As NSUI-- student wing of the Congress has fielded a Muslim candidate, Masood Ahmed put in strong words his sentiments-- "Government has tried to undermine Muslims in India but I want to tell them that Muslims are not Indian by chance."
Then as the candidates shifted their focus to campus issues, mostly it was a jibe at the earlier union led by All India Students Association (AISA) and their inability to fulfill promises of building new hostels.
"In 2012 AISA had promised that they will make sure 7 hostels are built and again in 2013 they promised of two more hostels but so far nothing has happened. Whatever they say is a lie. So we need a union now that knows the path of resistance and concilitation," said Paritosh Nath, Students Federation of India (SFI) president candidate for JNUSU.
As Nath talked about the need to remember sacrifices made by the SFI's cadre and it being the right one to practice having alternative politics, its splinter group Democratic Students Federation (DSF) was quick to take a jibe at them.
"AISA's politics is like a dialogue in movie Sholay--'so ja beta nahin toh gabbar ayega', as they say vote for us or ABVP will win election, if SFI has to say something they will ask us to go back to their achievements of 1970," said K Fayaz of DSF with the audience bursting into laughter.
All India Students Federation (AISF) candidate Kanhaiya Kumar criticised AISA of breaking the left unity and practising sectarian politics.
Kanhaiya was certainly the show stealer. As he started making his point the crowd grew silent and rows of clapping followed as he talked about fighting the Lyngdoh committee, challenging the religious hegemony and the need to fight for left unity.
While in a campus dominated by left bodies, the ABVP candidate, Gaurav Kumar Jha tried to justify the ideology of Rashtriya Swayamsevak Sangh (RSS) and called for uniform civil code. As he made his speech the crowd jeered at him calling "Feku".

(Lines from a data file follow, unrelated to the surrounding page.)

//! Order pub/sub and state glue for a Dapr sidecar.
//!
//! Talks to the sidecar over its HTTP API only:
//!
//! - [`DaprClient::publish`] and [`publish_orders`] publish order events
//! - [`DaprClient::state_transaction`] and [`save_orders`] persist orders
//! - [`subscriber_router`] and [`run_subscriber`] receive order events

mod client;
mod error;
mod orders;
mod subscriber;

pub use client::{DaprClient, StateItem, StateOperation};
pub use error::OrdersError;
pub use orders::{
    DEFAULT_PUBLISH_COUNT, DEFAULT_PUBLISH_INTERVAL, DEFAULT_SAVE_COUNT, DEFAULT_SAVE_INTERVAL,
    Order, publish_orders, save_orders,
};
pub use subscriber::{ORDERS_ROUTE, Subscription, run_subscriber, subscriber_router};
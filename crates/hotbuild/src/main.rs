//! hotbuild CLI - hot-reloading build dispatcher.
//!
//! Provides commands for:
//! - `serve`: Serve the compiled server build, reloading it in development
//! - `orders subscribe|publish|save`: Dapr order pub/sub and state glue

mod commands;
mod error;
mod output;

use clap::{Parser, Subcommand};
use tracing_subscriber::EnvFilter;
use tracing_subscriber::filter::LevelFilter;

use commands::{OrdersArgs, ServeArgs};
use output::Output;

/// hotbuild - hot-reloading build dispatcher.
#[derive(Parser)]
#[command(name = "hotbuild", version, about)]
struct Cli {
    #[command(subcommand)]
    command: Commands,
}

#[derive(Subcommand)]
enum Commands {
    /// Serve the compiled server build.
    Serve(ServeArgs),
    /// Dapr order commands.
    Orders(OrdersArgs),
}

fn main() {
    let cli = Cli::parse();
    let output = Output::new();

    // Check if verbose flag is set for serve command
    let verbose = matches!(&cli.command, Commands::Serve(args) if args.verbose);

    let directives = std::env::var(EnvFilter::DEFAULT_ENV).ok();
    tracing_subscriber::fmt()
        .with_env_filter(log_filter(verbose, directives.as_deref()))
        .init();

    let result = match cli.command {
        Commands::Serve(args) => tokio::runtime::Runtime::new()
            .map_err(error::CliError::from)
            .and_then(|rt| rt.block_on(args.execute())),
        Commands::Orders(args) => args.execute(),
    };

    if let Err(err) = result {
        output.error(&format!("Error: {err}"));
        std::process::exit(1);
    }
}

/// Build the log filter.
///
/// `--verbose` enables DEBUG (request traces); otherwise `directives` (from
/// `RUST_LOG`) apply, defaulting to INFO.
fn log_filter(verbose: bool, directives: Option<&str>) -> EnvFilter {
    if verbose {
        return EnvFilter::new("debug");
    }
    EnvFilter::builder()
        .with_default_directive(LevelFilter::INFO.into())
        .parse_lossy(directives.unwrap_or_default())
}
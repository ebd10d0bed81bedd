//! Request-handler factory.
//!
//! Turns a [`ServerBuild`] snapshot into something that answers HTTP
//! requests. A [`RequestHandler`] holds its own `Arc` of the build, so a
//! request keeps the snapshot it started with even if a reload publishes a
//! newer one while it is in flight.

use std::sync::Arc;

use axum::body::Body;
use axum::http::header::{ALLOW, CACHE_CONTROL, CONTENT_TYPE};
use axum::http::{HeaderName, HeaderValue, Method, Request, Response, StatusCode};
use bytes::Bytes;
use hotbuild_artifact::{Route, ServerBuild};
use hotbuild_config::Mode;

/// Header carrying the version of the build that answered.
pub const BUILD_VERSION_HEADER: &str = "x-build-version";

/// Route data could not be turned into a response.
#[derive(Debug, thiserror::Error)]
pub enum HandlerError {
    /// A route header name or value is not valid HTTP.
    #[error("route '{route}' has invalid header '{name}'")]
    InvalidHeader {
        /// Route identifier.
        route: String,
        /// Offending header name.
        name: String,
    },

    /// A route status is not a valid HTTP status code.
    #[error("route '{route}' has invalid status {status}")]
    InvalidStatus {
        /// Route identifier.
        route: String,
        /// Offending status.
        status: u16,
    },

    /// Response assembly failed.
    #[error("failed to build response")]
    Http(#[from] axum::http::Error),
}

/// Create a handler answering requests from `build`.
#[must_use]
pub fn create_request_handler(build: Arc<ServerBuild>, mode: Mode) -> RequestHandler {
    RequestHandler { build, mode }
}

/// Answers requests from one build snapshot.
#[derive(Clone, Debug)]
pub struct RequestHandler {
    build: Arc<ServerBuild>,
    mode: Mode,
}

impl RequestHandler {
    /// Build this handler answers from.
    #[must_use]
    pub fn build(&self) -> &Arc<ServerBuild> {
        &self.build
    }

    /// Answer `req`.
    ///
    /// # Errors
    ///
    /// Returns [`HandlerError`] if the matched route carries a header or
    /// status that is not valid HTTP.
    pub fn handle<B>(&self, req: &Request<B>) -> Result<Response<Body>, HandlerError> {
        let path = req.uri().path();
        let method = req.method();

        let Some(route) = self.build.match_route(path) else {
            return self.not_found(path);
        };

        if !route.allows(method.as_str()) {
            return self.method_not_allowed(route);
        }

        self.respond(route, method)
    }

    fn respond(&self, route: &Route, method: &Method) -> Result<Response<Body>, HandlerError> {
        let status =
            StatusCode::from_u16(route.status).map_err(|_| HandlerError::InvalidStatus {
                route: route.id.clone(),
                status: route.status,
            })?;

        let body = if method == Method::HEAD {
            Body::empty()
        } else {
            Body::from(route.body.clone())
        };

        let mut response = Response::builder()
            .status(status)
            .header(CONTENT_TYPE, header_value(route, CONTENT_TYPE.as_str(), &route.content_type)?)
            .body(body)?;

        let headers = response.headers_mut();
        for (name, value) in &route.headers {
            let header_name =
                HeaderName::from_bytes(name.as_bytes()).map_err(|_| HandlerError::InvalidHeader {
                    route: route.id.clone(),
                    name: name.clone(),
                })?;
            headers.insert(header_name, header_value(route, name, value)?);
        }

        Ok(self.finish(response))
    }

    fn method_not_allowed(&self, route: &Route) -> Result<Response<Body>, HandlerError> {
        let response = Response::builder()
            .status(StatusCode::METHOD_NOT_ALLOWED)
            .header(ALLOW, header_value(route, ALLOW.as_str(), &route.methods.join(", "))?)
            .header(CONTENT_TYPE, "text/plain; charset=utf-8")
            .body(Body::from("Method Not Allowed"))?;
        Ok(self.finish(response))
    }

    fn not_found(&self, path: &str) -> Result<Response<Body>, HandlerError> {
        let body = if self.mode.is_development() {
            Bytes::from(format!(
                "No route matches {path} in build {}",
                self.build.version()
            ))
        } else {
            Bytes::from_static(b"Not Found")
        };

        let response = Response::builder()
            .status(StatusCode::NOT_FOUND)
            .header(CONTENT_TYPE, "text/plain; charset=utf-8")
            .body(Body::from(body))?;
        Ok(self.finish(response))
    }

    /// Stamp the build version and the mode's default cache policy.
    fn finish(&self, mut response: Response<Body>) -> Response<Body> {
        let headers = response.headers_mut();

        if let Ok(version) = HeaderValue::from_str(self.build.version()) {
            headers.insert(HeaderName::from_static(BUILD_VERSION_HEADER), version);
        }

        let cache_control = if self.mode.is_development() {
            "no-store"
        } else {
            "no-cache"
        };
        headers
            .entry(CACHE_CONTROL)
            .or_insert(HeaderValue::from_static(cache_control));

        response
    }
}

fn header_value(route: &Route, name: &str, value: &str) -> Result<HeaderValue, HandlerError> {
    HeaderValue::from_str(value).map_err(|_| HandlerError::InvalidHeader {
        route: route.id.clone(),
        name: name.to_owned(),
    })
}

With only two disruptions due to technical faults, the night long presidential debate had a lot of singing, beating of hand drums and continous shouting of "Lal Salam".
For a short while there was even small verbal fight between supporters of NSUI and ABVP but the members of JNU election commission controlled them.
The presidential debate is the last leg before the university votes for a new student body on September 11.